Acro-Nim: A Two-Player Game

PSU CS 410/510 Games Homework 4
Optional, Extra-Credit
Due before class Thursday June 6, 2002

Acro-Nim (from the Latin "High Nim") is 1-3-5-7 Nim with some variant rules designed to make it more interesting. The rules and a formal specification are available [PS][PDF].

Your challenge is to:

  1. Prove that Acro-Nim is always terminating. Make the proof as formal as you know how to.
  2. Estimate the state space size of Acro-Nim as best you can. Is your estimate an over-estimate or under-estimate?
  3. Implement a complete minimax search with alpha-beta pruning and a transposition table, and try to solve Acro-Nim.
  4. If you are unsuccessful in solving the game due to time and/or memory constraints, build a heuristic function and iterative-deepen toward a solution.
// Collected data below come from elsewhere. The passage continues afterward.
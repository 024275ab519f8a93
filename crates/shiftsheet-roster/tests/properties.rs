//! Property tests for the mapper and merger

use proptest::prelude::*;
use shiftsheet_core::Grid;
use shiftsheet_roster::{map_assignments, merge_runs, RosterLayout};

/// Grids drawn from a tiny value alphabet so runs and collisions happen often
fn grid_strategy(max_rows: u32, max_cols: u16) -> impl Strategy<Value = Grid> {
    let cell = prop_oneof![
        3 => Just(String::new()),
        2 => Just("a".to_string()),
        2 => Just("b".to_string()),
        1 => Just("c".to_string()),
    ];
    (1..=max_rows as usize, 1..=max_cols as usize).prop_flat_map(move |(rows, cols)| {
        proptest::collection::vec(proptest::collection::vec(cell.clone(), cols), rows)
            .prop_map(Grid::from_rows)
    })
}

proptest! {
    #[test]
    fn merge_spans_partition_each_row(grid in grid_strategy(5, 12)) {
        let col_end = grid.cols() - 1;
        let spans: Vec<_> = merge_runs(&grid, 0, 0, col_end).unwrap().collect();

        let mut covered =
            vec![vec![false; grid.cols() as usize]; grid.rows() as usize];
        let mut last: Option<(u32, u16)> = None;

        for span in &spans {
            // Ordered: rows ascending, start columns ascending within a row
            if let Some((row, end)) = last {
                prop_assert!(span.row > row || (span.row == row && span.start_col >= end));
            }
            last = Some((span.row, span.end_col()));

            for col in span.start_col..span.end_col() {
                prop_assert!(!covered[span.row as usize][col as usize]);
                covered[span.row as usize][col as usize] = true;
                prop_assert_eq!(grid.get(span.row, col), span.value.as_str());
            }
        }

        // Spans plus gaps cover the window exactly once
        for row in 0..grid.rows() {
            for col in 0..grid.cols() {
                prop_assert_eq!(
                    covered[row as usize][col as usize],
                    !grid.is_empty_at(row, col)
                );
            }
        }
    }

    #[test]
    fn merge_spans_are_maximal(grid in grid_strategy(5, 12)) {
        let col_end = grid.cols() - 1;
        for span in merge_runs(&grid, 0, 0, col_end).unwrap() {
            if span.start_col > 0 {
                prop_assert_ne!(grid.get(span.row, span.start_col - 1), span.value.as_str());
            }
            if span.end_col() <= col_end {
                prop_assert_ne!(grid.get(span.row, span.end_col()), span.value.as_str());
            }
        }
    }

    #[test]
    fn merge_is_idempotent_on_unmodified_input(grid in grid_strategy(4, 10)) {
        let col_end = grid.cols() - 1;
        let first: Vec<_> = merge_runs(&grid, 0, 0, col_end).unwrap().collect();
        let second: Vec<_> = merge_runs(&grid, 0, 0, col_end).unwrap().collect();
        prop_assert_eq!(first, second);
    }

    #[test]
    fn mapper_never_writes_where_job_grid_is_empty(
        job_grid in grid_strategy(4, 6),
        keys in proptest::collection::vec(
            prop_oneof![Just("a".to_string()), Just("b".to_string()), Just("x".to_string())],
            1..6,
        ),
    ) {
        let mut layout = RosterLayout::new(job_grid.rows());
        layout.slot_cols = job_grid.cols();
        layout.individual_rows = keys.len() as u32;

        let job_names: Vec<String> =
            (0..job_grid.rows()).map(|r| format!("job{}", r)).collect();

        let mut individual = Grid::new(keys.len() as u32, layout.individual_cols());
        for (row, key) in keys.iter().enumerate() {
            individual.set(row as u32, layout.key_col, key.clone());
        }

        let mapped = map_assignments(&job_grid, &job_names, individual, &layout).unwrap();

        for slot in 0..layout.slot_cols {
            let assignees: Vec<&str> =
                (0..job_grid.rows()).map(|r| job_grid.get(r, slot)).collect();
            for row in 0..mapped.grid.rows() {
                let cell = mapped.grid.get(row, layout.slot_col(slot));
                if !cell.is_empty() {
                    // A write implies this row's key was named in this slot
                    let key = mapped.grid.get(row, layout.key_col);
                    prop_assert!(assignees.contains(&key));
                }
            }
        }
    }
}
//! Roster layout configuration
//!
//! Every fixed bound the roster sheets are built around (100 slot
//! columns, ten spare rows, key column D, slots starting at column E) is a
//! named field here, supplied by the caller instead of living as literals
//! inside the mapping code.

use shiftsheet_core::{CellAddress, CellRange};

use crate::error::{Error, Result};

/// Default number of time-slot columns
pub const SLOT_COLUMNS: u16 = 100;

/// Default number of spare individual rows beyond the job-row count
pub const EXTRA_ROWS: u32 = 10;

/// Default grid-relative column holding each individual's name
pub const KEY_COLUMN: u16 = 3;

/// Default grid-relative column where slot columns begin
pub const SLOT_OFFSET: u16 = 4;

/// Placement and shape parameters for one roster build
///
/// Grid-relative columns (`key_col`, `slot_offset`) index into the
/// individual [`Grid`](shiftsheet_core::Grid); sheet positions
/// (`job_origin`, `individual_origin`, `job_name_col`) locate the grids on
/// their worksheets.
#[derive(Debug, Clone, PartialEq, Eq)]
pub struct RosterLayout {
    /// Number of job rows (J)
    pub job_rows: u32,
    /// Number of time-slot columns (S)
    pub slot_cols: u16,
    /// Spare individual rows beyond the job-row count
    pub extra_rows: u32,
    /// Number of individual rows (I)
    pub individual_rows: u32,
    /// Top-left sheet cell of the job grid (slot 0 of job row 0)
    pub job_origin: CellAddress,
    /// Sheet column holding job display names, aligned with job rows
    pub job_name_col: u16,
    /// Top-left sheet cell of the individual grid (column 0 of the grid)
    pub individual_origin: CellAddress,
    /// Grid-relative column holding the individual's identifying name
    pub key_col: u16,
    /// Grid-relative column of the first slot
    pub slot_offset: u16,
}

impl RosterLayout {
    /// Create a layout for `job_rows` job types with the standard defaults:
    /// job grid at B4 with names in column A, individual grid at A1 with
    /// the key column in D and 100 slots from column E.
    pub fn new(job_rows: u32) -> Self {
        Self {
            job_rows,
            slot_cols: SLOT_COLUMNS,
            extra_rows: EXTRA_ROWS,
            individual_rows: job_rows + EXTRA_ROWS,
            job_origin: CellAddress::new(3, 1),
            job_name_col: 0,
            individual_origin: CellAddress::new(0, 0),
            key_col: KEY_COLUMN,
            slot_offset: SLOT_OFFSET,
        }
    }

    /// Total column count of the individual grid
    pub fn individual_cols(&self) -> u16 {
        self.slot_offset + self.slot_cols
    }

    /// Grid-relative column for a slot index
    pub fn slot_col(&self, slot: u16) -> u16 {
        self.slot_offset + slot
    }

    /// Sheet range of the job grid (J rows x S slot columns)
    pub fn job_range(&self) -> CellRange {
        CellRange::from_indices(
            self.job_origin.row,
            self.job_origin.col,
            self.job_origin.row + self.job_rows - 1,
            self.job_origin.col + self.slot_cols - 1,
        )
    }

    /// Sheet range of the job name column (J rows x 1)
    pub fn job_name_range(&self) -> CellRange {
        CellRange::from_indices(
            self.job_origin.row,
            self.job_name_col,
            self.job_origin.row + self.job_rows - 1,
            self.job_name_col,
        )
    }

    /// Sheet range of the whole individual grid (I rows, key + slot columns)
    pub fn individual_range(&self) -> CellRange {
        CellRange::from_indices(
            self.individual_origin.row,
            self.individual_origin.col,
            self.individual_origin.row + self.individual_rows - 1,
            self.individual_origin.col + self.individual_cols() - 1,
        )
    }

    /// Sheet range of just the slot columns of the individual grid
    ///
    /// This is the area unmerged and cleared before a rebuild; the key
    /// column is left untouched.
    pub fn individual_slot_range(&self) -> CellRange {
        CellRange::from_indices(
            self.individual_origin.row,
            self.individual_origin.col + self.slot_offset,
            self.individual_origin.row + self.individual_rows - 1,
            self.individual_origin.col + self.individual_cols() - 1,
        )
    }

    /// Check internal consistency
    pub fn validate(&self) -> Result<()> {
        if self.job_rows == 0 {
            return Err(Error::Layout("job_rows must be at least 1".into()));
        }
        if self.slot_cols == 0 {
            return Err(Error::Layout("slot_cols must be at least 1".into()));
        }
        if self.individual_rows == 0 {
            return Err(Error::Layout("individual_rows must be at least 1".into()));
        }
        if self.key_col >= self.slot_offset {
            return Err(Error::Layout(format!(
                "key column {} must sit left of the slot columns (offset {})",
                self.key_col, self.slot_offset
            )));
        }
        let job_end_col = self.job_origin.col + self.slot_cols - 1;
        if self.job_name_col >= self.job_origin.col && self.job_name_col <= job_end_col {
            return Err(Error::Layout(format!(
                "job name column {} falls inside the job grid columns {}..={}",
                self.job_name_col, self.job_origin.col, job_end_col
            )));
        }
        Ok(())
    }
}

#[cfg(test)]
mod tests {
    use super::*;

    #[test]
    fn test_default_layout_shapes() {
        let layout = RosterLayout::new(20);
        layout.validate().unwrap();

        assert_eq!(layout.individual_rows, 30);
        assert_eq!(layout.individual_cols(), 104);
        assert_eq!(layout.slot_col(0), 4);

        let job = layout.job_range();
        assert_eq!(job.start, CellAddress::new(3, 1));
        assert_eq!(job.row_count(), 20);
        assert_eq!(job.col_count(), 100);

        let names = layout.job_name_range();
        assert_eq!(names.col_count(), 1);
        assert_eq!(names.row_count(), 20);

        let idv = layout.individual_range();
        assert_eq!(idv.row_count(), 30);
        assert_eq!(idv.col_count(), 104);

        let slots = layout.individual_slot_range();
        assert_eq!(slots.start.col, 4);
        assert_eq!(slots.col_count(), 100);
    }

    #[test]
    fn test_validate_rejects_bad_layouts() {
        let mut layout = RosterLayout::new(0);
        assert!(layout.validate().is_err());

        layout = RosterLayout::new(5);
        layout.key_col = 4;
        assert!(layout.validate().is_err());

        layout = RosterLayout::new(5);
        layout.job_name_col = layout.job_origin.col;
        assert!(layout.validate().is_err());

        layout = RosterLayout::new(5);
        layout.slot_cols = 0;
        assert!(layout.validate().is_err());
    }
}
Homework should be submitted by e-mail to <cs510games@cs.pdx.edu>. The words "cs510games hw4" should appear somewhere in the subject line. The homework submission should be a MIME message containing your source code, a writeup in ASCII answering all questions posed by the assignment, and the results of program runs. Please follow all accepted coding and software engineering practices for your programming language. Remember, if I can't understand your submission, I can't give you credit for it.

I'd like you to do this assignment by yourself. If you do work with anyone else, you must credit them in your submission.